Top of DATA RECORDS

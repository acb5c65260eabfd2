//! CLI options.

use clap::{ArgAction, Args, Parser};

use crate::prelude::*;
use crate::web::gateway::Gateway;

#[derive(Parser)]
#[command(author, version, about, long_about = None)]
pub struct Opts {
    /// Sentry DSN
    #[arg(short, long, env = "SENTRY_DSN")]
    pub sentry_dsn: Option<String>,

    /// Sentry performance monitoring sample rate
    #[arg(long, env = "LINREG_TRACES_SAMPLE_RATE", default_value = "0.1")]
    pub traces_sample_rate: f32,

    #[command(flatten)]
    pub web: WebOpts,

    #[command(flatten)]
    pub gateway: GatewayOpts,
}

#[derive(Args)]
pub struct WebOpts {
    /// Web application bind host
    #[arg(long, env = "LINREG_HOST", default_value = "::")]
    pub host: String,

    /// Web application bind port
    #[arg(short, long, env = "LINREG_PORT", default_value = "50000")]
    pub port: u16,
}

#[derive(Args)]
pub struct GatewayOpts {
    /// Only admit requests carrying the gateway proxy secret
    #[arg(
        long = "gateway",
        env = "LINREG_GATEWAY",
        default_value_t = !cfg!(debug_assertions),
        action = ArgAction::Set,
    )]
    pub is_enabled: bool,

    /// Hex-encoded SHA-512 digest of the gateway proxy secret
    #[arg(long, env = "LINREG_GATEWAY_SECRET_DIGEST", value_parser = parse_secret_digest)]
    pub gateway_secret_digest: Option<String>,
}

impl GatewayOpts {
    pub fn into_gateway(self) -> Result<Gateway> {
        match (self.is_enabled, self.gateway_secret_digest) {
            (false, _) => Ok(Gateway::disabled()),
            (true, Some(digest)) => Ok(Gateway::new(digest)),
            (true, None) => Err(anyhow!("the gateway is enabled but the secret digest is not set")),
        }
    }
}

fn parse_secret_digest(value: &str) -> Result<String> {
    let digest = hex::decode(value).context("the secret digest must be hex-encoded")?;
    if digest.len() == 64 {
        Ok(value.to_lowercase())
    } else {
        Err(anyhow!("expected a 512-bit digest, got {} bits", digest.len() * 8))
    }
}
pub use std::time::Instant;

pub use anyhow::{anyhow, Context};
pub use tracing::{debug, error, info, instrument, warn};

pub type Result<T = (), E = anyhow::Error> = std::result::Result<T, E>;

Bottom of DATA RECORDS

Please reproduce each record precisely as written.

repository acb5c65260eabfd2
//! CLI options.

use clap::{ArgAction, Args, Parser};

use crate::prelude::*;
use crate::web::gateway::Gateway;

#[derive(Parser)]
#[command(author, version, about, long_about = None)]
pub struct Opts {
    /// Sentry DSN
    #[arg(short, long, env = "SENTRY_DSN")]
    pub sentry_dsn: Option<String>,

    /// Sentry performance monitoring sample rate
    #[arg(long, env = "LINREG_TRACES_SAMPLE_RATE", default_value = "0.1")]
    pub traces_sample_rate: f32,

    #[command(flatten)]
    pub web: WebOpts,

    #[command(flatten)]
    pub gateway: GatewayOpts,
}

#[derive(Args)]
pub struct WebOpts {
    /// Web application bind host
    #[arg(long, env = "LINREG_HOST", default_value = "::")]
    pub host: String,

    /// Web application bind port
    #[arg(short, long, env = "LINREG_PORT", default_value = "50000")]
    pub port: u16,
}

#[derive(Args)]
pub struct GatewayOpts {
    /// Only admit requests carrying the gateway proxy secret
    #[arg(
        long = "gateway",
        env = "LINREG_GATEWAY",
        default_value_t = !cfg!(debug_assertions),
        action = ArgAction::Set,
    )]
    pub is_enabled: bool,

    /// Hex-encoded SHA-512 digest of the gateway proxy secret
    #[arg(long, env = "LINREG_GATEWAY_SECRET_DIGEST", value_parser = parse_secret_digest)]
    pub gateway_secret_digest: Option<String>,
}

impl GatewayOpts {
    pub fn into_gateway(self) -> Result<Gateway> {
        match (self.is_enabled, self.gateway_secret_digest) {
            (false, _) => Ok(Gateway::disabled()),
            (true, Some(digest)) => Ok(Gateway::new(digest)),
            (true, None) => Err(anyhow!("the gateway is enabled but the secret digest is not set")),
        }
    }
}

fn parse_secret_digest(value: &str) -> Result<String> {
    let digest = hex::decode(value).context("the secret digest must be hex-encoded")?;
    if digest.len() == 64 {
        Ok(value.to_lowercase())
    } else {
        Err(anyhow!("expected a 512-bit digest, got {} bits", digest.len() * 8))
    }
}
pub use std::time::Instant;

pub use anyhow::{anyhow, Context};
pub use tracing::{debug, error, info, instrument, warn};

pub type Result<T = (), E = anyhow::Error> = std::result::Result<T, E>;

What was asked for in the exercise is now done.